I believe Allie Reynolds threw two no hitters in a season for the yankees back in the 50s (1957? I’m not sure off the top of my head.)
I’m astounded by the lack of props to Joe D and the 56 game hitting streak. What’s more amazing that the game after the streak ended, he reeled off a 17 game streak as well. So he hit in 73 out of 74 games. Now THAT is something we’ll not live long enough to see again.
No way. Gehrig’s streak is in the ballpark and I think both Favre and Walter Payton had more impressive runs in a far more physically demanding sport. Payton missed 1 game in 13 years as a running bacl that wouldn’t run out of bounds and looked for contact on every play.
Payton’s 275 yard rushing game with the flu is probably up there too.
Here is another someone who is never going to be matched again.
Alexander Karelin: A 13 year winning streak at the heaviest weight category in Wrestling of which in the final six of those years he never dropped a point in competition.
Babe Ruth’s 54 home runs in a single season has to be one of the greatest, because it had such a great effect on the sport itself. Following Ruth’s accomplishments (and his 27 the year prior), the strategy of pitching and defense had to change to guard against the home run. I’d also put Jackie Robinson’s inaugural season with the Brooklyn Dodgers up there, for performing as such a high level despite the constant threats and criticism and racism he faced.

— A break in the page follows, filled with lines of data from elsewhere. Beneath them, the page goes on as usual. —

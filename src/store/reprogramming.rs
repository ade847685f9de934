//! Reprogramming log rows: an append-only record of target-date
//! changes, fetched with the full subtask detail they refer to.
//! Ownership is derived from the subtask; logs have no user column.

use chrono::{NaiveDate, Utc};
use rusqlite::{params, OptionalExtension};
use uuid::Uuid;

use super::{read_activity, read_log, read_opt_course, read_subtask, SqliteStore, StoreError};
use crate::model::{ReprogrammingLogDetail, SubtaskDetail};

const LOG_COLS: &str = "l.id, l.subtask_id, l.previous_date, l.new_date, l.reason, l.created_at";

const LOG_JOINS: &str = "FROM reprogramming_logs l
     JOIN subtasks s ON s.id = l.subtask_id
     JOIN activities a ON a.id = s.activity_id
     LEFT JOIN courses c ON c.id = a.course_id";

fn read_detail(row: &rusqlite::Row<'_>) -> rusqlite::Result<ReprogrammingLogDetail> {
    Ok(ReprogrammingLogDetail {
        log: read_log(row, 0)?,
        subtask: SubtaskDetail {
            subtask: read_subtask(row, 6)?,
            activity: read_activity(row, 16)?,
            course: read_opt_course(row, 25)?,
        },
    })
}

fn detail_query(tail: &str) -> String {
    format!(
        "SELECT {}, {} {} {}",
        LOG_COLS,
        super::subtasks::DETAIL_COLS,
        LOG_JOINS,
        tail
    )
}

#[derive(Debug, Clone)]
pub struct NewLog {
    pub subtask_id: Uuid,
    pub previous_date: NaiveDate,
    pub new_date: NaiveDate,
    pub reason: String,
}

impl SqliteStore {
    /// List the user's logs, newest first.
    pub async fn list_logs(&self, user_id: Uuid) -> Result<Vec<ReprogrammingLogDetail>, StoreError> {
        self.with_conn(move |conn| {
            let sql = detail_query("WHERE s.user_id = ?1 ORDER BY l.created_at DESC, l.id ASC");
            let mut stmt = conn.prepare(&sql)?;
            let logs = stmt
                .query_map(params![user_id.to_string()], read_detail)?
                .collect::<rusqlite::Result<Vec<_>>>()?;
            Ok(logs)
        })
        .await
    }

    /// Record a date change. The subtask must belong to the same user.
    pub async fn create_log(
        &self,
        user_id: Uuid,
        new: NewLog,
    ) -> Result<ReprogrammingLogDetail, StoreError> {
        self.with_conn(move |conn| {
            let owned = conn
                .query_row(
                    "SELECT 1 FROM subtasks WHERE id = ?1 AND user_id = ?2",
                    params![new.subtask_id.to_string(), user_id.to_string()],
                    |row| row.get::<_, i64>(0),
                )
                .optional()?;
            if owned.is_none() {
                return Err(StoreError::SubtaskNotOwned);
            }

            let id = Uuid::new_v4();
            conn.execute(
                "INSERT INTO reprogramming_logs (id, subtask_id, previous_date, new_date, reason, created_at)
                 VALUES (?1, ?2, ?3, ?4, ?5, ?6)",
                params![
                    id.to_string(),
                    new.subtask_id.to_string(),
                    new.previous_date.to_string(),
                    new.new_date.to_string(),
                    new.reason,
                    Utc::now().to_rfc3339(),
                ],
            )?;

            let detail = conn.query_row(
                &detail_query("WHERE l.id = ?1"),
                params![id.to_string()],
                read_detail,
            )?;
            Ok(detail)
        })
        .await
    }

    pub async fn log(
        &self,
        user_id: Uuid,
        id: Uuid,
    ) -> Result<Option<ReprogrammingLogDetail>, StoreError> {
        self.with_conn(move |conn| {
            let detail = conn
                .query_row(
                    &detail_query("WHERE l.id = ?1 AND s.user_id = ?2"),
                    params![id.to_string(), user_id.to_string()],
                    read_detail,
                )
                .optional()?;
            Ok(detail)
        })
        .await
    }

    pub async fn delete_log(&self, user_id: Uuid, id: Uuid) -> Result<bool, StoreError> {
        self.with_conn(move |conn| {
            let deleted = conn.execute(
                "DELETE FROM reprogramming_logs
                 WHERE id = ?1
                   AND subtask_id IN (SELECT id FROM subtasks WHERE user_id = ?2)",
                params![id.to_string(), user_id.to_string()],
            )?;
            Ok(deleted > 0)
        })
        .await
    }
}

Other events are notable on an individual scale (such as minor-leaguer Ron Neccai pitching 27 strikeouts in a 9-inning game, or Joe DiMaggio’s 56-game hitting streak) but they didn’t influence the sport itself.
I don’t follow other sports well enough to make a similar comparison.
*Rulon Gardner has had an amazing streak of luck with survival. While in grammar school, Rulon was impaled by an arrow in a show-and-tell incident. In 2002, Gardner was stranded on a wilderness snowmobile trip and had to have a toe amputated after suffering frostbite. In 2004, he was hit by a car while riding his motorcycle. In February 2007, Gardner and two others crashed a Cirrus SR-22 airplane into Lake Powell. After surviving the impact, he was forced to swim in 44 degree Fahrenheit (7 °C) water for over an hour. He survived overnight with two others without shelter or fire in 28 degree Fahrenheit (−2 °C) air temperature. His amazing luck streak continued when a fisherman, out of his usual route, found and picked them up in the morning. *
I’m not sure I follow. A 20-strikeout game is a single accomplishment, as is a (not rare) triple-double, and (done only once) 100-point game. The lifetime BA I understand, though.
The OP might want to specify some parameters, or else this just becomes, “name everything great that ever happened in sports.” Individual accomplishment or team accomplishment? Over what time span – a play, a match, a series, a season, a career? And how are you judging “greatest”? The OP seems to put the emphasis on overcoming a personal limitation (there have been 256 no hitters in MLB history so Abbot isn’t peerless merely by throwing one). Others have focused on those who broke previous records, changed the nature of or expectations in their sport, or whose performance was particularly crucial to winning a championship.
I already posted in this thread but I thought of another that fits the intent of the OP better. At the 2005 Ironman race in Hawaii, Jon Blais, afflicted with amyotrophic lateral sclerosis(Lou Gherig’s Disease), finished the race even though his hands were so weak he almost could not hold his bicycle’s handlebars. He watched the 2006 race from a wheelchair and died in 2007.